The previous post ended with the fall of Teotihuacán circa 750 and this marks the beginning, more or less, of the Terminal Classic period. For the next several centuries, the Valley of México had no real dominant power. Instead, it saw a southerly shift to a series of regional centers such as Xochicalco

[From Wikimedia Commons – By Diego Tirira from Quito, Ecuador, CC BY-SA 2.0.]
and other sites in what is today the state of Morelos. This shift fragmented the political, ceremonial, and trading spheres of influence.
While these groups competed in the south and central area of the VM, a different group was rising in the north. Possibly descended from nomadic Chichimec groups, they would migrate southward and establish a city often called Tollan or Tula Grande in ancient documents. Today, it’s the city of Tula in the state of Hidalgo.
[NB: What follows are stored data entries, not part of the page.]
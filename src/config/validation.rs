use crate::config::types::{Config, CrawlerConfig, OutputConfig, SiteEntry, UserAgentConfig};
use crate::ConfigError;
use encoding_rs::Encoding;
use scraper::Selector;
use std::collections::HashSet;
use std::path::Path;
use std::time::Duration;
use url::Url;

/// Validates the entire configuration
pub fn validate(config: &Config) -> Result<(), ConfigError> {
    validate_crawler_config(&config.crawler)?;
    validate_user_agent_config(&config.user_agent)?;
    validate_output_config(&config.output)?;
    validate_sites(&config.sites)?;
    Ok(())
}

/// Validates crawler configuration
fn validate_crawler_config(config: &CrawlerConfig) -> Result<(), ConfigError> {
    if config.max_pages < 1 {
        return Err(ConfigError::Validation(format!(
            "max_pages must be >= 1, got {}",
            config.max_pages
        )));
    }

    if Duration::try_from_secs_f64(config.delay_seconds).is_err() {
        return Err(ConfigError::Validation(format!(
            "delay_seconds must be a finite value >= 0 that fits a duration, got {}",
            config.delay_seconds
        )));
    }

    if config.request_timeout_seconds < 1 {
        return Err(ConfigError::Validation(
            "request_timeout_seconds must be >= 1".to_string(),
        ));
    }

    Ok(())
}

/// Validates user agent configuration
fn validate_user_agent_config(config: &UserAgentConfig) -> Result<(), ConfigError> {
    // Validate crawler name: non-empty, alphanumeric + hyphens only
    if config.crawler_name.is_empty() {
        return Err(ConfigError::Validation(
            "crawler_name cannot be empty".to_string(),
        ));
    }

    if !config
        .crawler_name
        .chars()
        .all(|c| c.is_alphanumeric() || c == '-')
    {
        return Err(ConfigError::Validation(format!(
            "crawler_name must contain only alphanumeric characters and hyphens, got '{}'",
            config.crawler_name
        )));
    }

    if config.crawler_version.trim().is_empty() {
        return Err(ConfigError::Validation(
            "crawler_version cannot be empty".to_string(),
        ));
    }

    if let Some(contact_url) = &config.contact_url {
        Url::parse(contact_url)
            .map_err(|e| ConfigError::InvalidUrl(format!("Invalid contact_url: {}", e)))?;
    }

    Ok(())
}

/// Validates output configuration
fn validate_output_config(config: &OutputConfig) -> Result<(), ConfigError> {
    if config.directory.is_empty() {
        return Err(ConfigError::Validation(
            "output directory cannot be empty".to_string(),
        ));
    }

    if matches!(&config.summary_path, Some(path) if path.is_empty()) {
        return Err(ConfigError::Validation(
            "summary_path cannot be empty when set".to_string(),
        ));
    }

    Ok(())
}

/// Validates site entries
fn validate_sites(sites: &[SiteEntry]) -> Result<(), ConfigError> {
    if sites.is_empty() {
        return Err(ConfigError::Validation(
            "at least one [[site]] must be configured".to_string(),
        ));
    }

    let mut names = HashSet::new();
    for site in sites {
        if !names.insert(site.name.as_str()) {
            return Err(ConfigError::Validation(format!(
                "duplicate site name '{}'",
                site.name
            )));
        }
        validate_site(site)?;
    }

    Ok(())
}

fn validate_site(site: &SiteEntry) -> Result<(), ConfigError> {
    if site.name.trim().is_empty() {
        return Err(ConfigError::Validation(
            "site name cannot be empty".to_string(),
        ));
    }

    validate_http_url(&site.seed)
        .map_err(|e| ConfigError::InvalidUrl(format!("Invalid seed '{}': {}", site.seed, e)))?;

    if site.allow_prefixes.is_empty() {
        return Err(ConfigError::Validation(format!(
            "site '{}' must allow at least one URL prefix",
            site.name
        )));
    }

    for prefix in &site.allow_prefixes {
        if !(prefix.starts_with("http://") || prefix.starts_with("https://")) {
            return Err(ConfigError::Validation(format!(
                "allow prefix '{}' of site '{}' must start with http:// or https://",
                prefix, site.name
            )));
        }
    }

    for (field, value) in [
        ("output_prefix", &site.output_prefix),
        ("output_subdir", &site.output_subdir),
        ("year_marker", &site.year_marker),
    ] {
        if matches!(value, Some(v) if v.is_empty()) {
            return Err(ConfigError::Validation(format!(
                "{} of site '{}' cannot be empty when set",
                field, site.name
            )));
        }
    }

    if let Some(prefix) = &site.output_prefix {
        validate_path_segment("output_prefix", prefix)?;
    }

    if let Some(subdir) = &site.output_subdir {
        validate_path_segment("output_subdir", subdir)?;
    }

    if site.max_pages == Some(0) {
        return Err(ConfigError::Validation(format!(
            "max_pages of site '{}' must be >= 1",
            site.name
        )));
    }

    if let Some(selector) = &site.content_selector {
        Selector::parse(selector).map_err(|e| ConfigError::InvalidSelector {
            selector: selector.clone(),
            message: format!("{:?}", e),
        })?;
    }

    if let Some(label) = &site.fallback_encoding {
        if Encoding::for_label(label.as_bytes()).is_none() {
            return Err(ConfigError::UnknownEncoding(label.clone()));
        }
    }

    Ok(())
}

/// Accepts only absolute http(s) URLs
fn validate_http_url(raw: &str) -> Result<Url, String> {
    let url = Url::parse(raw).map_err(|e| e.to_string())?;
    match url.scheme() {
        "http" | "https" => Ok(url),
        other => Err(format!("unsupported scheme '{}'", other)),
    }
}

/// Prefixes and subdirectories are joined onto the output directory, so each
/// must stay a single relative path segment
fn validate_path_segment(field: &str, segment: &str) -> Result<(), ConfigError> {
    let escapes = segment.contains('/')
        || segment.contains('\\')
        || segment == "."
        || segment == ".."
        || Path::new(segment).is_absolute();
    if escapes {
        return Err(ConfigError::Validation(format!(
            "{} '{}' must be a single path segment",
            field, segment
        )));
    }
    Ok(())
}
These people became known as the Toltec. (There was another nearby precursor community called Tula Chico that was a consolidation of Coyotlatelco villages but that was abandoned and burned after thriving through the eighth and ninth centuries.)
By the tenth century, the influence of the Toltec Empire could be seen throughout much of central México stretching from Tula Grande in the northern Valley of México to Chichén Itzá on the Yucatan Peninsula nearly 1600km distant. One can see this by comparing the two photos below. The first is from Tula Grande. Below it is Chichén Itzá.

[From Archaeology Travel]

[From Wikipedia and Flickr CC By 2.0]
The rows of warrior columns (Atlantean figures) are distinctly Toltec and are outside Mayan tradition. Other elements present at the Mayan citadel such as Chac Mool altars used for offerings and feathered serpent carvings – representing Kukulkan (the Maya equivalent of Toltec Quetzalcoatl) – appear prominently on El Castillo (Pyramid of Kukulkan) and other buildings showing a blend of Toltec militaristic motifs with Maya astronomy.
However, like Teotihuacán, Tula had a limited shelf life. Civil wars from 1046 to 1110 CE weakened the state and northern invasions by Huastecs and others shortly thereafter contributed to Toltec decline. By the mid-twelfth century, the internal strife and concurrent invasions had effectively destroyed Tula. Some number of the survivors fled south and settled along the shores of Lake Texcoco.
Aztec-hnically. Maybe.
Thus far, we’ve followed several small groups of people of varying ethnicities to the shores of Lake Texcoco. In 1325, some would establish a city on unclaimed marshland near the western shore of the lake after, according to legend, they saw an eagle perched on a cactus devouring a snake. This fulfilled a prophecy from their god Huitzilopochtli. Over time, they expanded this island using chinampas – artificial islands made from woven mats and mud, – connected the city to the mainland by constructing causeways, and established other cities such as Tlatelolco. They called their city Tenochtitlán.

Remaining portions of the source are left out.